In the image above, the colour rectangles show the phases and their spatial relationships. The points in space where the cells fire in a certain phase (marked with the same colour on the black plane in the image) show a similar pattern to the firing of the grid cells. However, while the latter captures the change in the frequency of firing, the former captures the firing phase. These cells, therefore, coordinate their firing with gamma oscillations in both time and space as if they were performing strictly choreographed dance steps. The phenomenon can be best compared to tango, where

although the dance steps are set, the leader is free to lead his partner through the dance floor.

If the neurons encode space in this way, the position of the avatar can be predicted from the phase of the spike, the researchers assumed.
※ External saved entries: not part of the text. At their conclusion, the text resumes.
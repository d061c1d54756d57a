use anyhow::{Context, Result};
use clap::{Parser, Subcommand};
use std::path::PathBuf;

use taskboard::config::{CliOverrides, ClientConfig};
use taskboard::logging::init_logging;

mod cmd;

#[derive(Parser)]
#[command(name = "taskboard")]
#[command(version, about = "Task board client: projects, kanban boards and team roster")]
pub struct Cli {
    #[arg(short, long, global = true)]
    pub verbose: bool,

    /// Emit logs as JSON lines on stderr
    #[arg(long, global = true)]
    pub json_logs: bool,

    /// Base URL of the task board API. Overrides taskboard.toml and TASKBOARD_API_URL.
    #[arg(long, global = true)]
    pub api_url: Option<String>,

    /// Where the session token is stored
    #[arg(long, global = true)]
    pub session_file: Option<PathBuf>,

    #[arg(long, global = true)]
    pub project_dir: Option<PathBuf>,

    #[command(subcommand)]
    pub command: Commands,
}

#[derive(Subcommand)]
pub enum Commands {
    /// Log in and store the session token
    Login {
        #[arg(long)]
        email: String,
        /// Read from stdin when omitted
        #[arg(long)]
        password: Option<String>,
    },
    /// Create an account and log in
    Signup {
        #[arg(long)]
        name: String,
        #[arg(long)]
        email: String,
        #[arg(long)]
        password: Option<String>,
    },
    /// Forget the stored session token
    Logout,
    /// Show the logged-in user
    Whoami,
    /// List the team roster
    Users {
        /// Include suspended users
        #[arg(long)]
        all: bool,
    },
    /// List projects
    Projects,
    /// Create a project
    CreateProject {
        name: String,
        #[arg(short, long)]
        description: Option<String>,
        /// User id to add as a member (repeatable)
        #[arg(short, long = "member")]
        members: Vec<String>,
        /// Image file to upload with the project
        #[arg(long)]
        image: Option<PathBuf>,
    },
    /// Show a project's kanban board
    Board { project_id: String },
    /// Show task statistics for one project or across all projects
    Stats { project_id: Option<String> },
    /// Show configuration
    Config {
        #[command(subcommand)]
        command: Option<ConfigCommands>,
    },
}

#[derive(Subcommand, Clone)]
pub enum ConfigCommands {
    /// Show effective configuration
    Show,
    /// Print the path of the config file
    Path,
}

#[tokio::main]
async fn main() -> Result<()> {
    dotenvy::dotenv().ok();
    let cli = Cli::parse();
    let project_dir = match cli.project_dir.clone() {
        Some(dir) => dir,
        None => std::env::current_dir().context("Failed to get current directory")?,
    };

    let config = ClientConfig::load(
        &project_dir,
        CliOverrides {
            api_url: cli.api_url.clone(),
            session_file: cli.session_file.clone(),
            verbose: cli.verbose,
            json_logs: cli.json_logs,
        },
    )
    .context("Failed to load configuration")?;
    let _log_guard = init_logging(&config);

    match &cli.command {
        Commands::Login { email, password } => {
            cmd::cmd_login(&config, email, password.as_deref()).await?
        }
        Commands::Signup {
            name,
            email,
            password,
        } => cmd::cmd_signup(&config, name, email, password.as_deref()).await?,
        Commands::Logout => cmd::cmd_logout(&config)?,
        Commands::Whoami => cmd::cmd_whoami(&config).await?,
        Commands::Users { all } => cmd::cmd_users(&config, *all).await?,
        Commands::Projects => cmd::cmd_projects(&config).await?,
        Commands::CreateProject {
            name,
            description,
            members,
            image,
        } => {
            cmd::cmd_create_project(
                &config,
                name,
                description.as_deref(),
                members,
                image.as_deref(),
            )
            .await?
        }
        Commands::Board { project_id } => cmd::cmd_board(&config, project_id).await?,
        Commands::Stats { project_id } => cmd::cmd_stats(&config, project_id.as_deref()).await?,
        Commands::Config { command } => cmd::cmd_config(&project_dir, &config, command.clone())?,
    }

    Ok(())
}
This is exactly what happened. The spatial position could be predicted from the phase with a precision of plus or minus one virtual metre – which is more accurate than decoding positional information from place cells and grid cells. If we can read this code so well, the neurons are also highly likely to read it.

“Such fast and precise phase coordination as we could currently demonstrate has not yet been observed in a spatial task,” says Zoltán Nádasdy. “We succeeded in doing so because we worked out how to calculate and represent the firing phase in two dimensions from the movement of the avatar.”

This scientific breakthrough not only supports the principle of phase coding but also offers an answer to the question as to what the time base for reading the code is. This is nothing but the gamma rhythm. If this is truly so, researchers have discovered another function of gamma rhythm in neural coding. The discovery not only explains how our brain encodes space but can also take us closer to curing brain disorders.

Gamma rhythm is present everywhere from arthropods to vertebrates, from insects to primates, including humans, too. The rhythm that appears in all brain types throughout evolution certainly plays a key role in coding neural information, and this will hopefully be demonstrated by further research.